Preamble
I don’t really have much experience with microcontrollers. I’ve played around with some arduinos before and the main entry point for my home network is a Raspberry Pi, but that’s about it for recent experience. I did take a single course on microcontrollers a few years back, and I was hilariously bad at it, barely reaching a passing grade. Nonetheless, I am fascinated by them – they’re low powered devices that we can program to make almost anything happen, as long as we’re a little careful with ressource management and don’t shoot ourselves in the foot.
One thing that is always implicitly assumed when talking about julia is the requirement for a runtime and garbage collector. Most of the time, optimizing julia (or any code, really) comes down to two things:
-
minimize the time spent running code you didn’t write
-
have as much code you want to run compiled to the native instructions of where you want to run it
Requirement 1) results more or less in “don’t talk to runtime & GC if you don’t have to” and 2) boils down to “make sure you don’t run unnecessary code, like an interpreter” – i.e. statically compile your code and avoid dynamicness wherever you can.[1]
I’m already used to 1) due to regular optimization when helping people on Slack and Discourse, and with better static compilation support inching ever closer over the past few years and me procrastinating writing my bachelors’ thesis last week, I thought to myself
-
Julia is based on LLVM and is basically already a compiled language.
-
You’ve got some old arduinos lying around.
-
You know those take in some AVR blob to run as their code.
-
LLVM has an AVR backend.
and the very next thought I had was “that can’t be too difficult to get to work, right?”.

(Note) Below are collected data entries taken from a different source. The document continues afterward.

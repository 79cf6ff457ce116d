use crate::errors::ServerError;
use astra::{Body, Response, ResponseBuilder};

/// Convert a ServerError into a proper HTML response
pub fn error_to_response(err: ServerError) -> Response {
    match err {
        ServerError::NotFound => html_error_response(404, "Not Found"),
        ServerError::BadRequest(msg) => html_error_response(400, &msg),
        ServerError::DbError(msg) => html_error_response(500, &msg),
        ServerError::InternalError => html_error_response(500, "Internal Server Error"),
    }
}

/// Build an HTML error page
pub fn html_error_response(status: u16, message: &str) -> Response {
    let html = format!(
        "<!DOCTYPE html>
        <html lang=\"en\">
        <head><meta charset=\"utf-8\"><title>Error {status}</title></head>
        <body>
            <h1>Error {status}</h1>
            <p>{message}</p>
        </body>
        </html>"
    );

    ResponseBuilder::new()
        .status(status)
        .header("Content-Type", mime::TEXT_HTML_UTF_8.as_ref())
        .body(Body::from(html))
        .unwrap()
}
use crate::errors::ServerError;
use crate::favorites::FavoritesStore;
use crate::router::handle;
use crate::state::AppState;
use crate::tests::utils::{body_string, listing, make_db, make_state};
use astra::{Body, Request};
use http::Method;

fn post(path: &str) -> Request {
    http::Request::builder()
        .method(Method::POST)
        .uri(path)
        .body(Body::empty())
        .unwrap()
}

#[test]
fn toggle_adds_then_removes() {
    let state = make_state("toggle_twice", vec![listing(1, "Sunny studio")]);

    let mut resp = handle(post("/favorites/toggle/1"), &state).unwrap();
    let body = body_string(&mut resp);
    assert!(body.contains("❤️"));
    assert!(body.contains("Sunny studio"));

    let mut resp = handle(post("/favorites/toggle/1"), &state).unwrap();
    let body = body_string(&mut resp);
    assert!(body.contains("🤍"));
    assert!(body.contains("No favorites yet."));
}

#[test]
fn toggle_persists_across_sessions() {
    let db = make_db("toggle_persists");
    let state = AppState::new(db.clone(), Ok(vec![listing(1, "Sunny studio")]));

    handle(post("/favorites/toggle/1"), &state).unwrap();

    // A fresh session reads the same favorites back.
    let reloaded = FavoritesStore::load(&db).unwrap();
    assert_eq!(reloaded.entries().len(), 1);
    assert_eq!(reloaded.entries()[0].name, "Sunny studio");
}

#[test]
fn toggle_unknown_listing_is_not_found() {
    let state = make_state("toggle_unknown", vec![listing(1, "A")]);
    let err = handle(post("/favorites/toggle/999"), &state).unwrap_err();
    assert!(matches!(err, ServerError::NotFound));
}

#[test]
fn toggle_rejects_a_non_numeric_id() {
    let state = make_state("toggle_bad_id", vec![listing(1, "A")]);
    let err = handle(post("/favorites/toggle/abc"), &state).unwrap_err();
    assert!(matches!(err, ServerError::BadRequest(_)));
}

#[test]
fn removing_the_only_favorite_restores_the_empty_state() {
    let state = make_state("remove_last", vec![listing(1, "Sunny studio")]);

    handle(post("/favorites/toggle/1"), &state).unwrap();

    let mut resp = handle(post("/favorites/remove/1"), &state).unwrap();
    let body = body_string(&mut resp);
    assert!(body.contains("No favorites yet."));
    assert!(!body.contains("fav-item"));
}

#[test]
fn remove_persists_the_shrunken_array() {
    let db = make_db("remove_persists");
    let state = AppState::new(
        db.clone(),
        Ok(vec![listing(1, "A"), listing(2, "B")]),
    );

    handle(post("/favorites/toggle/1"), &state).unwrap();
    handle(post("/favorites/toggle/2"), &state).unwrap();
    handle(post("/favorites/remove/1"), &state).unwrap();

    let reloaded = FavoritesStore::load(&db).unwrap();
    let ids: Vec<i64> = reloaded.entries().iter().map(|fav| fav.id).collect();
    assert_eq!(ids, vec![2]);
}

#[test]
fn remove_of_a_missing_id_still_renders_the_sidebar() {
    let state = make_state("remove_missing", vec![listing(1, "A")]);

    handle(post("/favorites/toggle/1"), &state).unwrap();

    let mut resp = handle(post("/favorites/remove/999"), &state).unwrap();
    let body = body_string(&mut resp);
    assert!(body.contains("fav-item"));
}
mod loader;
mod loader_error;
mod models;

pub use loader::{parse_dataset, DatasetLoader, MAX_LISTINGS};
pub use loader_error::LoaderError;
pub use models::Listing;
use crate::errors::{ResultResp, ServerError};
use astra::{Body, ResponseBuilder};
use mime::Mime;
use std::fs;
use std::path::Path;

/// Serves one file from `static/`. The layout only references a handful
/// of assets, so the type map stays by hand.
pub fn static_response(file_name: &str) -> ResultResp {
    // No traversal: a bare file name only.
    if file_name.contains('/') || file_name.contains("..") {
        return Err(ServerError::BadRequest("bad asset path".to_string()));
    }

    let path = Path::new("static").join(file_name);
    let bytes = fs::read(&path).map_err(|_| ServerError::NotFound)?;

    let content_type = content_type_for(file_name);

    let resp = ResponseBuilder::new()
        .status(200)
        .header("Content-Type", content_type.as_ref())
        .body(Body::from(bytes))
        .unwrap();

    Ok(resp)
}

fn content_type_for(file_name: &str) -> Mime {
    match file_name.rsplit('.').next() {
        Some("css") => mime::TEXT_CSS,
        Some("js") => mime::TEXT_JAVASCRIPT,
        Some("png") => mime::IMAGE_PNG,
        _ => mime::APPLICATION_OCTET_STREAM,
    }
}
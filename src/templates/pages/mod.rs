mod listings;

pub use listings::listings_page;
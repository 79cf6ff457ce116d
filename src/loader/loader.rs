// loader.rs
use crate::loader::{Listing, LoaderError};
use reqwest::blocking::Client;
use std::fs;
use url::Url;

/// The page only ever shows the first 50 listings of the dataset.
pub const MAX_LISTINGS: usize = 50;

const DEFAULT_DATASET: &str = "data/listings.json";

/// One-shot dataset loader: fetch (or read), parse, truncate.
/// No retry, no timeout, no caching — one attempt per session.
pub struct DatasetLoader {
    source: Source,
}

enum Source {
    Remote { client: Client, url: Url },
    File(String),
}

impl DatasetLoader {
    /// Builds a loader for `source`. An `http(s)` source is fetched over
    /// the network; anything else is treated as a local file path.
    pub fn new(source: &str) -> Result<Self, LoaderError> {
        if source.starts_with("http://") || source.starts_with("https://") {
            let url = Url::parse(source).map_err(|e| LoaderError::Network(e.to_string()))?;
            let client = Client::builder()
                .build()
                .map_err(|e| LoaderError::Network(e.to_string()))?;
            Ok(Self {
                source: Source::Remote { client, url },
            })
        } else {
            Ok(Self {
                source: Source::File(source.to_string()),
            })
        }
    }

    /// Source comes from `DATASET_URL`, falling back to the bundled path.
    pub fn from_env() -> Result<Self, LoaderError> {
        let source = std::env::var("DATASET_URL").unwrap_or_else(|_| DEFAULT_DATASET.to_string());
        Self::new(&source)
    }

    pub fn load(&self) -> Result<Vec<Listing>, LoaderError> {
        let body = match &self.source {
            Source::Remote { client, url } => {
                let resp = client
                    .get(url.clone())
                    .send()
                    .map_err(|e| LoaderError::Network(e.to_string()))?;

                let status = resp.status();
                if !status.is_success() {
                    return Err(LoaderError::Http {
                        status: status.as_u16(),
                    });
                }

                resp.text().map_err(|e| LoaderError::Network(e.to_string()))?
            }
            Source::File(path) => {
                fs::read_to_string(path).map_err(|e| LoaderError::Io(e.to_string()))?
            }
        };

        parse_dataset(&body)
    }
}

/// Parses the dataset body and keeps the first [`MAX_LISTINGS`] entries
/// in source order. An empty array is fine; malformed JSON is not.
pub fn parse_dataset(body: &str) -> Result<Vec<Listing>, LoaderError> {
    let mut listings: Vec<Listing> =
        serde_json::from_str(body).map_err(|e| LoaderError::Parse(e.to_string()))?;

    listings.truncate(MAX_LISTINGS);
    Ok(listings)
}
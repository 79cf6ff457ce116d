//! Flat key-value storage over sqlite, the stand-in for the browser's
//! localStorage: one string key, one string value, overwritten whole.

use crate::db::connection::Database;
use crate::errors::ServerError;
use chrono::Utc;
use rusqlite::{params, OptionalExtension};

pub fn get(db: &Database, key: &str) -> Result<Option<String>, ServerError> {
    db.with_conn(|conn| {
        conn.query_row(
            "SELECT value FROM kv_store WHERE key = ?1",
            params![key],
            |row| row.get::<_, String>(0),
        )
        .optional()
        .map_err(|e| ServerError::DbError(e.to_string()))
    })
}

pub fn set(db: &Database, key: &str, value: &str) -> Result<(), ServerError> {
    let now = Utc::now().naive_utc();

    db.with_conn(|conn| {
        conn.execute(
            r#"
            INSERT INTO kv_store (key, value, updated_at)
            VALUES (?1, ?2, ?3)
            ON CONFLICT(key) DO UPDATE SET
                value = excluded.value,
                updated_at = excluded.updated_at
            "#,
            params![key, value, now],
        )
        .map_err(|e| ServerError::DbError(e.to_string()))?;
        Ok(())
    })
}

This is the (unexpectedly short) story of how I got julia code to run on an arduino.
[1] | Funnily enough, once you’re looking for it, you can find these concepts everywhere. For example, you want to minimize the number of times you talk to the linux kernel on an OS, since context switches are expensive. You also want to call into fast native code as often as possible, as is done in python by calling into C when performance is required. |
So, what are we dealing with? Well, even arduino don’t sell these anymore:
This is an Arduino Ethernet R3, a variation on the common Arduino UNO. It’s the third revision, boasting an ATmega328p, an ethernet port, a slot for an SD card as well as 14 I/O pins, most of which are reserved. It has 32KiB of flash memory, 2KiB SRAM and 1KiB EEPROM. Its clock runs at measly 16 MHz, there’s a serial interface for an external programmer and it weighs 28g.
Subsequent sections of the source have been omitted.